Content starts

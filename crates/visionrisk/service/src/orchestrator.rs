//! Scoring orchestrator: per-address fetch sequencing and batch execution.

use std::sync::Arc;

use chrono::Utc;
use futures::stream::{self, StreamExt};
use thiserror::Error;
use tracing::warn;
use visionrisk_client::RiskDataSource;
use visionrisk_engine::{reconcile, summarize};
use visionrisk_types::{
    CanonicalResult, Feats, ItemError, NeighborSummary, RawScore, ScoreItem, WorkerConfig,
};

const MS_PER_DAY: f64 = 86_400_000.0;

/// Scoring errors. Only genuinely invalid input fails a request; upstream
/// unavailability degrades silently per the fallback table.
#[derive(Debug, Error)]
pub enum ScoreError {
    #[error("invalid score item: {0}")]
    InvalidItem(#[from] ItemError),
}

/// Sequences the policy check, age lookup, and neighbor aggregation for one
/// address and reconciles the outputs into a canonical result.
pub struct Orchestrator {
    source: Arc<dyn RiskDataSource>,
}

impl Orchestrator {
    pub fn new(source: Arc<dyn RiskDataSource>) -> Self {
        Self { source }
    }

    pub fn source(&self) -> &Arc<dyn RiskDataSource> {
        &self.source
    }

    /// Score a single item under the given configuration snapshot.
    pub async fn score_one(
        &self,
        item: &ScoreItem,
        config: &WorkerConfig,
    ) -> Result<CanonicalResult, ScoreError> {
        item.validate()?;
        let network = if item.network.is_empty() {
            config.network.as_str()
        } else {
            item.network.as_str()
        };
        let now_ms = Utc::now().timestamp_millis();

        let policy_fut = self.source.check(&item.id, network);
        let age_fut = self.source.earliest_tx_ms(&item.id, network);
        let neighbors_fut = async {
            if config.flags.graph_signals {
                Some(
                    self.source
                        .neighbors(&item.id, network, config.neighbor_hop, config.neighbor_limit)
                        .await,
                )
            } else {
                None
            }
        };
        let (policy_res, age_res, neighbors_res) = tokio::join!(policy_fut, age_fut, neighbors_fut);

        let policy = match policy_res {
            Ok(policy) => Some(policy),
            Err(err) => {
                warn!(address = %item.id, %err, "policy check unavailable; scoring without a verdict");
                None
            }
        };
        let earliest_ms = match age_res {
            Ok(earliest) => earliest,
            Err(err) => {
                warn!(address = %item.id, %err, "age lookup unavailable; wallet age unknown");
                None
            }
        };
        let neighbor_summary = match neighbors_res {
            None => None,
            Some(Ok(graph)) => {
                let mut nodes = graph.nodes;
                nodes.truncate(config.neighbor_limit as usize);
                Some(summarize(&nodes, now_ms))
            }
            Some(Err(err)) => {
                warn!(address = %item.id, %err, "neighbor fetch unavailable; no graph signals");
                None
            }
        };

        let raw = self.assemble(item, network, policy, earliest_ms, neighbor_summary, now_ms);
        Ok(reconcile(&raw, config.baseline_score))
    }

    /// Score a batch with bounded concurrency. Item failures never abort
    /// sibling items; completion order is not guaranteed.
    pub async fn score_batch(
        &self,
        items: &[ScoreItem],
        config: &WorkerConfig,
    ) -> Vec<Result<CanonicalResult, ScoreError>> {
        stream::iter(items)
            .map(|item| self.score_one(item, config))
            .buffer_unordered(config.concurrency.max(1))
            .collect()
            .await
    }

    fn assemble(
        &self,
        item: &ScoreItem,
        network: &str,
        policy: Option<visionrisk_types::RawPolicy>,
        earliest_ms: Option<i64>,
        neighbor_summary: Option<NeighborSummary>,
        now_ms: i64,
    ) -> RawScore {
        let mut feats = policy
            .as_ref()
            .and_then(|p| p.feats().map(Feats::from_upstream))
            .unwrap_or_default();

        // Locally derived age wins over whatever the policy payload carried.
        if let Some(earliest) = earliest_ms {
            feats.age_days = Some((((now_ms - earliest) as f64) / MS_PER_DAY).round().max(0.0));
        }
        if let Some(summary) = &neighbor_summary {
            if feats.local.neighbor_avg_tx.is_none() {
                feats.local.neighbor_avg_tx = Some(summary.avg_tx);
            }
            if feats.local.neighbor_avg_age_days.is_none() {
                feats.local.neighbor_avg_age_days = Some(summary.avg_days);
            }
        }

        RawScore {
            id: item.id.clone(),
            network: network.to_string(),
            policy,
            feats,
            neighbor_summary,
        }
    }
}

#[cfg(test)]
mod tests {
    use super::*;
    use serde_json::json;
    use visionrisk_client::StaticRiskSource;
    use visionrisk_types::{NeighborGraph, NeighborRecord};

    const DAY_MS: i64 = 86_400_000;

    fn orchestrator(source: StaticRiskSource) -> Orchestrator {
        Orchestrator::new(Arc::new(source))
    }

    #[tokio::test]
    async fn scores_with_server_verdict() {
        let orch = orchestrator(
            StaticRiskSource::new().with_policy("0xa", json!({ "risk_score": 72 })),
        );
        let result = orch
            .score_one(&ScoreItem::new("0xa", "eth"), &WorkerConfig::default())
            .await
            .expect("scored");

        assert_eq!(result.score, 72.0);
        assert!(!result.blocked);
        assert_eq!(result.network, "eth");
    }

    #[tokio::test]
    async fn full_outage_degrades_to_baseline() {
        let orch = orchestrator(StaticRiskSource::failing());
        let result = orch
            .score_one(&ScoreItem::new("0xa", "eth"), &WorkerConfig::default())
            .await
            .expect("degraded, not failed");

        assert_eq!(result.score, 55.0);
        assert!(!result.blocked);
        assert!(result.breakdown.is_empty());
        assert_eq!(result.feats.age_days, None);
    }

    #[tokio::test]
    async fn derives_age_from_earliest_transaction() {
        let now_ms = Utc::now().timestamp_millis();
        let orch = orchestrator(
            StaticRiskSource::new().with_earliest_tx("0xa", now_ms - 100 * DAY_MS),
        );
        let result = orch
            .score_one(&ScoreItem::new("0xa", "eth"), &WorkerConfig::default())
            .await
            .expect("scored");

        assert_eq!(result.feats.age_days, Some(100.0));
        let risk = result.explain.wallet_age_risk.expect("derived");
        assert!(risk > 0.8 && risk <= 1.0);
    }

    #[tokio::test]
    async fn neighbor_signals_respect_feature_flag() {
        let nodes = vec![NeighborRecord {
            id: "n0".to_string(),
            created_at: Some(Utc::now().timestamp_millis() - 400 * DAY_MS),
            last_tx_at: Some(Utc::now().timestamp_millis() - 120 * DAY_MS),
            tx_count: Some(10.0),
            labels: Vec::new(),
        }];
        let source = StaticRiskSource::new().with_neighbors(
            "0xa",
            NeighborGraph {
                nodes,
                links: Vec::new(),
            },
        );
        let orch = orchestrator(source);

        let mut config = WorkerConfig::default();
        let with_signals = orch
            .score_one(&ScoreItem::new("0xa", "eth"), &config)
            .await
            .expect("scored");
        assert_eq!(
            with_signals
                .explain
                .neighbors_dormant
                .expect("computed")
                .inactive_ratio,
            1.0
        );

        config.flags.graph_signals = false;
        let without_signals = orch
            .score_one(&ScoreItem::new("0xa", "eth"), &config)
            .await
            .expect("scored");
        assert!(without_signals.explain.neighbors_dormant.is_none());
    }

    #[tokio::test]
    async fn empty_network_falls_back_to_configured_network() {
        let orch = orchestrator(StaticRiskSource::new());
        let result = orch
            .score_one(&ScoreItem::new("0xa", ""), &WorkerConfig::default())
            .await
            .expect("scored");
        assert_eq!(result.network, "eth");
    }

    #[tokio::test]
    async fn batch_isolates_item_failures() {
        let orch = orchestrator(
            StaticRiskSource::new().with_policy("0xa", json!({ "risk_score": 30 })),
        );
        let items = vec![
            ScoreItem::new("0xa", "eth"),
            ScoreItem::new("", "eth"),
            ScoreItem::new("0xb", "eth"),
        ];
        let results = orch.score_batch(&items, &WorkerConfig::default()).await;

        assert_eq!(results.len(), 3);
        assert_eq!(results.iter().filter(|r| r.is_ok()).count(), 2);
        assert_eq!(results.iter().filter(|r| r.is_err()).count(), 1);
    }
}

Content ends

What is being asked: Output, please, only the lines running from the start of the entries through the line that contains "pub enum ScoreError", including both of those lines.

Reply to the task:
filename crates/visionrisk/service/src/orchestrator.rs
//! Scoring orchestrator: per-address fetch sequencing and batch execution.

use std::sync::Arc;

use chrono::Utc;
use futures::stream::{self, StreamExt};
use thiserror::Error;
use tracing::warn;
use visionrisk_client::RiskDataSource;
use visionrisk_engine::{reconcile, summarize};
use visionrisk_types::{
    CanonicalResult, Feats, ItemError, NeighborSummary, RawScore, ScoreItem, WorkerConfig,
};

const MS_PER_DAY: f64 = 86_400_000.0;

/// Scoring errors. Only genuinely invalid input fails a request; upstream
/// unavailability degrades silently per the fallback table.
#[derive(Debug, Error)]
pub enum ScoreError {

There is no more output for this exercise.